The year after I joined the program, some of the faculty had a brief chat in the hallway about a couple of the applicants, and I happened to be there. One of them said, “That one says he wants to work with me, but he hasn’t reached out to me yet. Everyone knows that you need to contact the faculty person during the application process.” I interjected, “I didn’t know that. And I didn’t contact my future faculty mentors.” This was just one example of an expectation that some people, in particular first-generation college students, are not aware of. They may read all the documents carefully, submit everything on time, follow all the rules, demonstrate good grades, excellent GRE scores, but in the end they may be cut out of the process because they didn’t know to email someone. Or they may not have established a relationship with their undergraduate professors and thus have weaker letters of recommendation.

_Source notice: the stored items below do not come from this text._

// Wire types for the admin backend.
//
// Every JSON response is wrapped in `{ code, message, data }`. Responses
// that don't match that envelope are rejected with a deserialization
// error rather than parsed as some other shape.

use chrono::{DateTime, TimeZone, Utc};
use serde::de::{self, Deserializer};
use serde::{Deserialize, Serialize};
use serde_json::{Map, Value};

/// The canonical `{ code, message, data }` response envelope.
#[derive(Debug, Clone, Deserialize)]
pub struct Envelope<T> {
    #[serde(default)]
    pub code: Option<Value>,
    #[serde(default)]
    pub message: Option<String>,
    #[serde(default = "Option::default")]
    pub data: Option<T>,
}

impl<T> Envelope<T> {
    /// Take `data`, failing if the backend omitted it.
    pub fn into_data(self, endpoint: &str) -> Result<T, crate::Error> {
        self.data.ok_or_else(|| crate::Error::Deserialization {
            message: format!("{endpoint}: response envelope has no `data`"),
            body: String::new(),
        })
    }
}

/// One page of a listing endpoint.
#[derive(Debug, Clone, Deserialize)]
#[serde(rename_all = "camelCase")]
pub struct Page<T> {
    pub content: Vec<T>,
    #[serde(default)]
    pub number: u32,
    #[serde(default)]
    pub size: u32,
    /// Terminal page marker; no further pages exist when `true`.
    pub last: bool,
    #[serde(default)]
    pub total_elements: Option<u64>,
}

/// A resource row: condition, allergy, ingredient, or food.
///
/// `id` is opaque; the backend may send it as a string or a number.
/// Resource-specific fields ride along untouched in `fields`.
#[derive(Debug, Clone, PartialEq, Serialize, Deserialize)]
pub struct Item {
    #[serde(deserialize_with = "opaque_id")]
    pub id: String,
    #[serde(default)]
    pub name: String,
    #[serde(default, skip_serializing_if = "Option::is_none")]
    pub description: Option<String>,
    #[serde(flatten)]
    pub fields: Map<String, Value>,
}

impl Item {
    pub fn new(id: impl Into<String>, name: impl Into<String>) -> Self {
        Self {
            id: id.into(),
            name: name.into(),
            description: None,
            fields: Map::new(),
        }
    }

    /// Overlay a JSON object payload onto this item. `id` is never changed.
    pub fn merged_with(&self, patch: &Value) -> Self {
        let mut merged = self.clone();
        let Some(obj) = patch.as_object() else {
            return merged;
        };
        for (key, value) in obj {
            match key.as_str() {
                "id" => {}
                "name" => {
                    if let Some(name) = value.as_str() {
                        name.clone_into(&mut merged.name);
                    }
                }
                "description" => {
                    merged.description = value.as_str().map(str::to_owned);
                }
                _ => {
                    merged.fields.insert(key.clone(), value.clone());
                }
            }
        }
        merged
    }

    /// Build an item from a payload that already carries an `id`.
    pub fn from_payload(payload: &Value) -> Option<Self> {
        serde_json::from_value(payload.clone()).ok()
    }
}

fn opaque_id<'de, D: Deserializer<'de>>(deserializer: D) -> Result<String, D::Error> {
    match Value::deserialize(deserializer)? {
        Value::String(s) => Ok(s),
        Value::Number(n) => Ok(n.to_string()),
        other => Err(de::Error::custom(format!(
            "expected string or number id, got {other}"
        ))),
    }
}

// ── Auth payloads ───────────────────────────────────────────────────

/// `data` of `/auths/login` and `/auths/refresh`.
#[derive(Debug, Clone, Deserialize)]
#[serde(rename_all = "camelCase")]
pub(crate) struct TokenResponse {
    pub access_token: String,
    #[serde(default, deserialize_with = "optional_timestamp")]
    pub access_expires_at: Option<DateTime<Utc>>,
    #[serde(default)]
    pub refresh_token: Option<String>,
    #[serde(default, deserialize_with = "optional_timestamp")]
    pub refresh_expires_at: Option<DateTime<Utc>>,
}

/// Accepts RFC 3339 strings or epoch milliseconds.
fn optional_timestamp<'de, D: Deserializer<'de>>(
    deserializer: D,
) -> Result<Option<DateTime<Utc>>, D::Error> {
    match Option::<Value>::deserialize(deserializer)? {
        None | Some(Value::Null) => Ok(None),
        Some(Value::String(s)) => DateTime::parse_from_rfc3339(&s)
            .map(|dt| Some(dt.with_timezone(&Utc)))
            .map_err(de::Error::custom),
        Some(Value::Number(n)) => {
            let millis = n
                .as_i64()
                .ok_or_else(|| de::Error::custom("timestamp out of range"))?;
            Ok(Utc.timestamp_millis_opt(millis).single())
        }
        Some(other) => Err(de::Error::custom(format!("invalid timestamp: {other}"))),
    }
}

/// Error body shape: `{ message, code, field }`, all optional.
#[derive(Debug, Deserialize)]
pub(crate) struct ErrorResponse {
    #[serde(default)]
    pub message: Option<String>,
    #[serde(default)]
    pub error: Option<String>,
    #[serde(default)]
    pub code: Option<Value>,
    #[serde(default)]
    pub field: Option<String>,
}

#[cfg(test)]
#[allow(clippy::unwrap_used)]
mod tests {
    use super::*;
    use serde_json::json;

    #[test]
    fn numeric_ids_become_strings() {
        let item: Item = serde_json::from_value(json!({"id": 42, "name": "Oats"})).unwrap();
        assert_eq!(item.id, "42");
        assert_eq!(item.name, "Oats");
    }

    #[test]
    fn extra_fields_are_preserved() {
        let item: Item = serde_json::from_value(json!({
            "id": "a1", "name": "Peanut", "severity": "high"
        }))
        .unwrap();
        assert_eq!(item.fields.get("severity"), Some(&json!("high")));
        let back = serde_json::to_value(&item).unwrap();
        assert_eq!(back["severity"], "high");
    }

    #[test]
    fn merged_with_keeps_id() {
        let item = Item::new("x", "Old");
        let merged = item.merged_with(&json!({"id": "y", "name": "New", "calories": 120}));
        assert_eq!(merged.id, "x");
        assert_eq!(merged.name, "New");
        assert_eq!(merged.fields["calories"], 120);
    }

    #[test]
    fn envelope_without_data_is_rejected() {
        let env: Envelope<Item> = serde_json::from_value(json!({"code": 200})).unwrap();
        assert!(env.into_data("foods").is_err());
    }

    #[test]
    fn timestamps_accept_millis_and_rfc3339() {
        let a: TokenResponse = serde_json::from_value(json!({
            "accessToken": "t", "accessExpiresAt": 1_700_000_000_000_i64
        }))
        .unwrap();
        let b: TokenResponse = serde_json::from_value(json!({
            "accessToken": "t", "accessExpiresAt": "2023-11-14T22:13:20Z"
        }))
        .unwrap();
        assert_eq!(a.access_expires_at, b.access_expires_at);
        assert!(a.refresh_token.is_none());
    }
}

Or they may not have gotten research experience as an undergraduate, because they didn’t know they could or should, and this may be interpreted as lack of initiative, or worse, of laziness.

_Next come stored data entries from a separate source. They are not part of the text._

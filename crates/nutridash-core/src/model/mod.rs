// ── Domain model ──
//
// Resource kinds and the page window handed to list consumers. Rows
// themselves are the wire `Item` type; the backend's fields are already
// the dashboard's fields.

mod page;
mod resource;

pub use nutridash_api::Item;
pub use page::PageWindow;
pub use resource::ResourceKind;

I hope sharing my experience encourages other first-generation students to persist in their dreams. It may take time (I got my Ph.D. when I was 34), it may seem daunting at first, but it can be done. And there are people who want to help you. I thought I had to do it all on my own, make my own way. I thought asking for help was a weakness, a sign that I shouldn’t be there at all. But now my perspective is completely different. I am thrilled when I am asked to help my students get a job, apply for grad school, design a research project, apply for a scholarship. I love answering questions about grad school options, career options, what skills and training are needed, whether to go abroad, how to pay for more schooling. I offer everything I’ve learned over the years for free. Just ask.

I also hope that I can give some perspective to faculty members, staff, and students at higher-ed institutions about the first-generation experience. My path may be unique, but a lot of the struggles and insecurities are shared by many first-generation students. The biggest frustration is not even knowing what you don’t know. Not knowing what questions to ask. Not knowing how to behave. Feeling stupid when someone says “Everyone knows that.” Be explicit and transparent. Level the playing field. Don’t make assumptions. Ask students what they’re dealing with and how you can help. I’ll never forget in my first semester in grad school when my new advisor, Loraine Obler, asked me what I was most worried about, entering the grad program. “I don’t know how this whole thing works.” I was in completely unknown territory and scared that I would mess up, reveal my ignorance about higher ed, realize that I wasn’t supposed to be there after all. “Be explicit about everything,” I said. And she was, for 5 more years, asking what I needed to succeed and supporting me the whole way.

The picture I’m holding shows me and my father right before I graduated from Grand Rapids Community College in 2004. I have a cast on my hand because of a bad car accident I was in a couple weeks earlier that totaled my car but left me with only a small fracture in the left hand.